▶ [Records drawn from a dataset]
◆ ◆ ◆ ◆ ◆

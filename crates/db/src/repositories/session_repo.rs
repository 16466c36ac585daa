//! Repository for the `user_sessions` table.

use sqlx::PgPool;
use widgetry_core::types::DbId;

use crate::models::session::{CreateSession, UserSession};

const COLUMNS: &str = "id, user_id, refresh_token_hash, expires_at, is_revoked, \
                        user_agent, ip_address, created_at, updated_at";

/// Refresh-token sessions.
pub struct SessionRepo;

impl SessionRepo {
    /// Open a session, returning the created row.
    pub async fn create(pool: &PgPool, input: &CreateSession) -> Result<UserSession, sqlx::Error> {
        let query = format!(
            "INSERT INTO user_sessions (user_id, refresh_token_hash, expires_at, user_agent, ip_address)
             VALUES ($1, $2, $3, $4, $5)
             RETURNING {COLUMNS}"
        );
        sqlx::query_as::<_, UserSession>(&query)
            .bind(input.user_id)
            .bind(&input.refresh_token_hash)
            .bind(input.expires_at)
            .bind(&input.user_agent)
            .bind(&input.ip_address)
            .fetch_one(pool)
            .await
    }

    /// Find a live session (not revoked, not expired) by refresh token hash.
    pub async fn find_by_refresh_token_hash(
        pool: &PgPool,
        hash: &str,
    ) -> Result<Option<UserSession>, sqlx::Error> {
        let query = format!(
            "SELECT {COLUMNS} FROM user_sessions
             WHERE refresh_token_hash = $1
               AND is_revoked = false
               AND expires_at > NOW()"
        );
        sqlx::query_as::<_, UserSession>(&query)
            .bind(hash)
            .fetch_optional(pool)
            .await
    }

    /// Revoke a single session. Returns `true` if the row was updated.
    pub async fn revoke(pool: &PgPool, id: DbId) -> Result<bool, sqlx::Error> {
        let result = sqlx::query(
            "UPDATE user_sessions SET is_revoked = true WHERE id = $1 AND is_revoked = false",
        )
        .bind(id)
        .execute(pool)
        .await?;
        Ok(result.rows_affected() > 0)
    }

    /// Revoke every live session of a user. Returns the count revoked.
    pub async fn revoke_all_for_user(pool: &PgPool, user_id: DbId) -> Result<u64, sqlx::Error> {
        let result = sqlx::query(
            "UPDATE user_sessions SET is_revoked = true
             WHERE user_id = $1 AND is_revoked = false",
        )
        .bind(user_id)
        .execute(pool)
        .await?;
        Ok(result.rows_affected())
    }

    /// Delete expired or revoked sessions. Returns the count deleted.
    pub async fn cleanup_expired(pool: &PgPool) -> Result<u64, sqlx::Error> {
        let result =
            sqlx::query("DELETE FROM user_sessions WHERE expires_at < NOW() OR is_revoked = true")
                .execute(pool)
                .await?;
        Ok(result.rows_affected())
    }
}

◆ ◆ ◆ ◆ ◆

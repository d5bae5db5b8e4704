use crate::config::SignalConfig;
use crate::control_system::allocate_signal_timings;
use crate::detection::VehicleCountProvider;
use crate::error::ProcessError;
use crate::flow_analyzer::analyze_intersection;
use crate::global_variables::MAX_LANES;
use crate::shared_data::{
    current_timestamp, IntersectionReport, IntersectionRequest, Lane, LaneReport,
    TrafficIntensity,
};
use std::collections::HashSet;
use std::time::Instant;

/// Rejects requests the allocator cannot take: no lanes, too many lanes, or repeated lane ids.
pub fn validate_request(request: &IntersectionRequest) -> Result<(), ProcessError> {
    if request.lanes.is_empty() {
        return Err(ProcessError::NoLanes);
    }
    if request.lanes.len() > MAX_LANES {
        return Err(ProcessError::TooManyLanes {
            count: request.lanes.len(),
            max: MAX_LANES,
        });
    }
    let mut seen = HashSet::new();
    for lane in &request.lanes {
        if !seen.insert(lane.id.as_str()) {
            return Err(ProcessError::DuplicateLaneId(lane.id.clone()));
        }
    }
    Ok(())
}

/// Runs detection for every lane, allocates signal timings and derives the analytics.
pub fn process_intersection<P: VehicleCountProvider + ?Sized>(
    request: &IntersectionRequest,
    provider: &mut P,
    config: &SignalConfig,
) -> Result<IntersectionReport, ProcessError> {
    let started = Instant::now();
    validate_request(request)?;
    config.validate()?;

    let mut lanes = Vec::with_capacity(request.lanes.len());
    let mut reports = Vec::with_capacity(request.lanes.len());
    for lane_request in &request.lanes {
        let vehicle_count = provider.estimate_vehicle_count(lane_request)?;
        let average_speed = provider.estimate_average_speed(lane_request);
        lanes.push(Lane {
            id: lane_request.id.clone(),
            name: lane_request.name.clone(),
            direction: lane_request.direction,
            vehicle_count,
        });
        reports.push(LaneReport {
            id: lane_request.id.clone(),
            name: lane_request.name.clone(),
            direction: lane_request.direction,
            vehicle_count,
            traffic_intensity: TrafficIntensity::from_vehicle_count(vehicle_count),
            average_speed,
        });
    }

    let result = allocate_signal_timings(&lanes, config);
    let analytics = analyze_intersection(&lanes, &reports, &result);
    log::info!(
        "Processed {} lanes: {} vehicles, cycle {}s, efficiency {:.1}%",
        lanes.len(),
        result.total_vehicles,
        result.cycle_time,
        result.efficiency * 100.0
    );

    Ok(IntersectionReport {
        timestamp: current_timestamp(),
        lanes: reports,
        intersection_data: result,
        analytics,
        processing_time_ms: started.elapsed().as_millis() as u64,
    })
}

◆ ◆ ◆ ◆ ◆

▶ [Required action] The lines to extract from the data above begin with the line containing "filename crates/db/src/repositories/session_repo.rs" and end with the line containing "the created row.". Extract them exactly, including both.

▶ [Exercise result]
filename crates/db/src/repositories/session_repo.rs
repository 16466c36ac585daa
//! Repository for the `user_sessions` table.

use sqlx::PgPool;
use widgetry_core::types::DbId;

use crate::models::session::{CreateSession, UserSession};

const COLUMNS: &str = "id, user_id, refresh_token_hash, expires_at, is_revoked, \
                        user_agent, ip_address, created_at, updated_at";

/// Refresh-token sessions.
pub struct SessionRepo;

impl SessionRepo {
    /// Open a session, returning the created row.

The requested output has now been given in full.